═════ Raw data ═════
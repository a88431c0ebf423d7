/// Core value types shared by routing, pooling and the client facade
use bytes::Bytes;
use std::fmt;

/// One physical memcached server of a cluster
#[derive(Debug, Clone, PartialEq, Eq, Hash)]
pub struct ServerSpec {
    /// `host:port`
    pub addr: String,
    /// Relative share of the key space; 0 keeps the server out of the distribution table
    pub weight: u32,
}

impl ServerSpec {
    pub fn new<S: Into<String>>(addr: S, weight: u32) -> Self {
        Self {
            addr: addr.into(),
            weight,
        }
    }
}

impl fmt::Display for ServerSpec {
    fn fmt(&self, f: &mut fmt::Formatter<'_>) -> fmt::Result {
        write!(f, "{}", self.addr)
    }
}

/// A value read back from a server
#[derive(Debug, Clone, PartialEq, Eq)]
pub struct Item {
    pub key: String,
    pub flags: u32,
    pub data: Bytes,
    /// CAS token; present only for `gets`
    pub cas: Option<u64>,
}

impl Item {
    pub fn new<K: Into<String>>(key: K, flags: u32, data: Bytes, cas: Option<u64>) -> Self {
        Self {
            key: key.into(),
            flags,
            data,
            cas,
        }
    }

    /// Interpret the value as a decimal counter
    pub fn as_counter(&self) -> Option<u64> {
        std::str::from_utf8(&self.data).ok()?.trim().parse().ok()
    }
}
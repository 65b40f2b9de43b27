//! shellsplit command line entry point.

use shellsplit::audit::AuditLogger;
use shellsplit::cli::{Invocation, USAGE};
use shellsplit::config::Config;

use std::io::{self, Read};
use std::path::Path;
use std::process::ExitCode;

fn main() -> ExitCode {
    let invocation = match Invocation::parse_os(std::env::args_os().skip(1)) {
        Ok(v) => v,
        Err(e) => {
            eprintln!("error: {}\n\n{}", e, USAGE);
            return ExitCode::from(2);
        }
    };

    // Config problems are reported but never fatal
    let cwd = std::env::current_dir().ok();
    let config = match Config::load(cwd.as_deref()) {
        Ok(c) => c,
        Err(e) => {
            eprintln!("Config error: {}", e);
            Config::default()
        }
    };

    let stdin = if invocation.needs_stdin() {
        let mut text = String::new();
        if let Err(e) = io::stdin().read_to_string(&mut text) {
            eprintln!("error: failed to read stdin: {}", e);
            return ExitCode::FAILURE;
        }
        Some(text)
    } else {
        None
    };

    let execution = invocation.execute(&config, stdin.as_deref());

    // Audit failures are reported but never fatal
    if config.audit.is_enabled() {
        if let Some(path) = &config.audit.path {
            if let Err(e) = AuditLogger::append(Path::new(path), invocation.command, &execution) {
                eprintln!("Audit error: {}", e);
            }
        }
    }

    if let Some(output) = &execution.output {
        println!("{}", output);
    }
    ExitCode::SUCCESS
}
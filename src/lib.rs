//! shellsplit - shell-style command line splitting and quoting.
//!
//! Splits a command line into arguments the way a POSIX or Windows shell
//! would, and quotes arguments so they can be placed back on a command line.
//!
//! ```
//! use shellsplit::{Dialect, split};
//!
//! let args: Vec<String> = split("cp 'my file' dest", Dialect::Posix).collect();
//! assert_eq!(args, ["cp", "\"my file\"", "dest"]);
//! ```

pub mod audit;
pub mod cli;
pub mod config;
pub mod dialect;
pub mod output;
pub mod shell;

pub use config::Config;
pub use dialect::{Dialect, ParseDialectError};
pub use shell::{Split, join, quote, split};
═════
**Work item**
Word for word, copy the material above.

**Response to the task**
repository a88431c0ebf423d7
/// Core value types shared by routing, pooling and the client facade
use bytes::Bytes;
use std::fmt;

/// One physical memcached server of a cluster
#[derive(Debug, Clone, PartialEq, Eq, Hash)]
pub struct ServerSpec {
    /// `host:port`
    pub addr: String,
    /// Relative share of the key space; 0 keeps the server out of the distribution table
    pub weight: u32,
}

impl ServerSpec {
    pub fn new<S: Into<String>>(addr: S, weight: u32) -> Self {
        Self {
            addr: addr.into(),
            weight,
        }
    }
}

impl fmt::Display for ServerSpec {
    fn fmt(&self, f: &mut fmt::Formatter<'_>) -> fmt::Result {
        write!(f, "{}", self.addr)
    }
}

/// A value read back from a server
#[derive(Debug, Clone, PartialEq, Eq)]
pub struct Item {
    pub key: String,
    pub flags: u32,
    pub data: Bytes,
    /// CAS token; present only for `gets`
    pub cas: Option<u64>,
}

impl Item {
    pub fn new<K: Into<String>>(key: K, flags: u32, data: Bytes, cas: Option<u64>) -> Self {
        Self {
            key: key.into(),
            flags,
            data,
            cas,
        }
    }

    /// Interpret the value as a decimal counter
    pub fn as_counter(&self) -> Option<u64> {
        std::str::from_utf8(&self.data).ok()?.trim().parse().ok()
    }
}
repository 65b40f2b9de43b27
//! shellsplit command line entry point.

use shellsplit::audit::AuditLogger;
use shellsplit::cli::{Invocation, USAGE};
use shellsplit::config::Config;

use std::io::{self, Read};
use std::path::Path;
use std::process::ExitCode;

fn main() -> ExitCode {
    let invocation = match Invocation::parse_os(std::env::args_os().skip(1)) {
        Ok(v) => v,
        Err(e) => {
            eprintln!("error: {}\n\n{}", e, USAGE);
            return ExitCode::from(2);
        }
    };

    // Config problems are reported but never fatal
    let cwd = std::env::current_dir().ok();
    let config = match Config::load(cwd.as_deref()) {
        Ok(c) => c,
        Err(e) => {
            eprintln!("Config error: {}", e);
            Config::default()
        }
    };

    let stdin = if invocation.needs_stdin() {
        let mut text = String::new();
        if let Err(e) = io::stdin().read_to_string(&mut text) {
            eprintln!("error: failed to read stdin: {}", e);
            return ExitCode::FAILURE;
        }
        Some(text)
    } else {
        None
    };

    let execution = invocation.execute(&config, stdin.as_deref());

    // Audit failures are reported but never fatal
    if config.audit.is_enabled() {
        if let Some(path) = &config.audit.path {
            if let Err(e) = AuditLogger::append(Path::new(path), invocation.command, &execution) {
                eprintln!("Audit error: {}", e);
            }
        }
    }

    if let Some(output) = &execution.output {
        println!("{}", output);
    }
    ExitCode::SUCCESS
}
filename src/lib.rs
//! shellsplit - shell-style command line splitting and quoting.
//!
//! Splits a command line into arguments the way a POSIX or Windows shell
//! would, and quotes arguments so they can be placed back on a command line.
//!
//! ```
//! use shellsplit::{Dialect, split};
//!
//! let args: Vec<String> = split("cp 'my file' dest", Dialect::Posix).collect();
//! assert_eq!(args, ["cp", "\"my file\"", "dest"]);
//! ```

pub mod audit;
pub mod cli;
pub mod config;
pub mod dialect;
pub mod output;
pub mod shell;

pub use config::Config;
pub use dialect::{Dialect, ParseDialectError};
pub use shell::{Split, join, quote, split};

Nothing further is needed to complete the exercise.